ABC of Safety in the Biological Sciences




Ammonium hydroxide, aqua ammonia.
Clear, colourless liquid with strong pungent, intensely irritating odour.
Ammonia solution is incompatible with acids and oxidising agents - can be a violent reaction. Can form explosive compounds with silver salts. attacks copper, nickel, zinc and their alloys, rubber, and aluminium. Can react violently or form explosive compounds with halogens, mercury, organics in general and hypochlorites. Heating produces toxic fumes of nitrogen and flammable hydrogen.
This substance has a moderate fire and explosion hazard when exposed to flame in an enclosed space. It is a severe irritant and is corrosive. Acute exposure of the vapour to the eyes will cause irritation of the cornea and tearing. A liquid splash to the eye will cause severe burns, haemorrhage, swollen eyelids and partial or total blindness if not treated immediately. Skin contact may cause burns with localised irritation. Inhalation of the vapour causes severe irritation to the respiratory tract with convulsive coughing. Prolonged exposure may lead to permanent lung damage. Brief exposure to concentrations of 5,000 ppm have caused death. Ingestion will cause severe local burns and coughing, vomiting and shock.
Use a fume hood.
Avoid skin and eye contact.
Avoid inhalation of the vapour.
Avoid ingestion.
Keep away from heat or naked flames.
Wash hands thoroughly after handling.
Use a fume hood to keep the level of exposure below the recommended threshold limit, i.e. 25 ppm or 18 mg/m3 (NH & MRC). If the level of exposure is expected to exceed this limit then a respirator is recommended. Short term inhalation limit is 50 ppm for 5 minutes. Wear protective clothing. A long sleeved laboratory coat or gown, rubber gloves, safety goggles and a face mask as a minimum standard. If a splash is likely to occur then a full face shield should be used.

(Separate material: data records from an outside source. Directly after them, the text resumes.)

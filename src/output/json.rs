use serde::Serialize;

use crate::error::Result;
use crate::status::{OverallStatus, RuleOutcome, StatusReport, StatusSummary};

use super::StatusFormatter;

pub struct JsonFormatter;

#[derive(Serialize)]
struct JsonOutput<'a> {
    status: OverallStatus,
    label: &'static str,
    summary: StatusSummary,
    rules: &'a [RuleOutcome],
}

impl StatusFormatter for JsonFormatter {
    fn format(&self, report: &StatusReport<'_>) -> Result<String> {
        let output = JsonOutput {
            status: report.status,
            label: report.status.label(),
            summary: report.summary,
            rules: report.outcomes,
        };
        Ok(serde_json::to_string_pretty(&output)?)
    }
}

#[cfg(test)]
#[path = "json_tests.rs"]
mod tests;
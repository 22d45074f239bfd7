//! Subcommand entry points used by the binary.

mod check;
mod context;
mod rules;

pub use check::run_check;
pub use rules::{RuleResolution, format_rules_listing, run_rules};
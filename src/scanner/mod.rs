//! The pluggable scanner contract.
//!
//! Every entry point has a no-op default so a scanner implements only the
//! ones it needs: per-block checks via [`Scanner::scan_block`], per-file
//! checks via [`Scanner::scan_file_with_context`], or cross-file checks via
//! [`Scanner::scan_cross_file_with_context`].

pub mod support;

use std::path::{Path, PathBuf};
use std::sync::Arc;

use crate::context::{
    BlockScanContext, CrossFileScanContext, FileCollection, FileScanContext, ScanFilesContext,
};
use crate::error::Result;
use crate::resource::Scope;
use crate::rule::Rule;
use crate::scan::Scan;
use crate::violation::Violation;

/// Which side of the file collection a scanner looks at.
#[derive(Debug, Clone, Copy, PartialEq, Eq, Default)]
pub enum ScannerKind {
    /// Production code only.
    Code,
    /// Test files only.
    Test,
    #[default]
    Any,
}

impl ScannerKind {
    #[must_use]
    pub const fn accepts(self, is_test_file: bool) -> bool {
        match self {
            Self::Code => !is_test_file,
            Self::Test => is_test_file,
            Self::Any => true,
        }
    }

    /// The files of `collection` this kind scans, in collection order.
    pub fn files(self, collection: &FileCollection) -> Box<dyn Iterator<Item = &Path> + '_> {
        match self {
            Self::Code => Box::new(collection.code_files.iter().map(PathBuf::as_path)),
            Self::Test => Box::new(collection.test_files.iter().map(PathBuf::as_path)),
            Self::Any => Box::new(collection.all_files()),
        }
    }
}

/// One rule's check logic.
///
/// Errors returned from an entry point mean the scanner itself failed;
/// unreadable or unparsable files are not errors and simply yield no
/// violations.
pub trait Scanner: Send + Sync {
    fn kind(&self) -> ScannerKind {
        ScannerKind::Any
    }

    /// Scan every file of the collection this scanner's kind covers.
    ///
    /// The context's callback, if any, receives each file's violations
    /// right after that file is scanned.
    ///
    /// # Errors
    /// Propagates the first error returned by `scan_file_with_context`.
    fn scan_with_context(&self, ctx: &ScanFilesContext<'_>) -> Result<Vec<Violation>> {
        let mut violations = Vec::new();
        for path in self.kind().files(ctx.files) {
            let file_violations = self.scan_file_with_context(&ctx.for_file(path))?;
            if let Some(callback) = ctx.on_file_violations {
                callback(path, &file_violations);
            }
            violations.extend(file_violations);
        }
        Ok(violations)
    }

    /// Check a single file.
    ///
    /// # Errors
    /// Returns an error only when the scanner cannot continue.
    fn scan_file_with_context(&self, _ctx: &FileScanContext<'_>) -> Result<Vec<Violation>> {
        Ok(Vec::new())
    }

    /// Compare changed files against the full file set within `max_comparisons`.
    ///
    /// # Errors
    /// Returns an error only when the scanner cannot continue.
    fn scan_cross_file_with_context(
        &self,
        _ctx: &CrossFileScanContext<'_>,
    ) -> Result<Vec<Violation>> {
        Ok(Vec::new())
    }

    /// Run `scan_block` over every block of every parsable file in the scope.
    ///
    /// Each returned violation that names a block is also attached to that
    /// block, so violations can be walked per block as well as per scan.
    ///
    /// # Errors
    /// Propagates the first error returned by `scan_block`.
    fn performs_scan_for_one_rule(
        &self,
        scan: &Scan,
        scope: &Scope,
        rule: &Arc<Rule>,
    ) -> Result<Vec<Violation>> {
        let mut violations = Vec::new();
        for file in scope.files() {
            if !file.parse_safely() {
                continue;
            }
            if !self.kind().accepts(scan.context().is_test_file(file.path())) {
                continue;
            }
            for block in file.blocks() {
                let ctx = BlockScanContext {
                    base: scan.context(),
                    rule,
                    file,
                    block,
                };
                for violation in self.scan_block(&ctx)? {
                    if let Some(owner) = violation.block().and_then(|r| scope.block(r)) {
                        owner.add_violation(violation.clone());
                    }
                    violations.push(violation);
                }
            }
        }
        Ok(violations)
    }

    /// Check one block.
    ///
    /// # Errors
    /// Returns an error only when the scanner cannot continue.
    fn scan_block(&self, _ctx: &BlockScanContext<'_>) -> Result<Vec<Violation>> {
        Ok(Vec::new())
    }
}

#[cfg(test)]
#[path = "mod_tests.rs"]
mod tests;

Skin ­ remove contaminated clothing and immediately wash the affected area with large amounts of water until all evidence of the chemical has been removed (approximately 15 minutes). If irritation persists or burns develop seek medical attention.
Eyes ­ immediately wash the affected eye with large amounts of water until all evidence of the chemical has been removed (approximately 15 minutes). Seek medical advice.
Inhalation ­ remove from the area of exposure to fresh air. If the patient has ceased breathing apply artificial respiration. Keep warm and allow to rest. Seek immediate medical advice.
Ingestion ­ wash out the mouth thoroughly with water and give water or milk to drink. DO NOT induce vomiting. Seek immediate medical advice.
Store in a cool, dry, well ventilated atmosphere away from heat, direct sunlight and incompatible substances.
Extinguish ignition sources. Wear rubber gloves, large face shield, all purpose or special canister respirator for ammonia and laboratory coat.
Dilute and neutralise with 6M hydrochloric acid, mop up into a large bucket. Discharge to sewer with a large excess of water.
PACKAGE LOTS: Pour into a large tank of water and neutralise. Discharge into sewer with a large excess of water.
Ammonia vapour is a pollutant and should be contained. Concentrated solutions are harmful to aquatic life.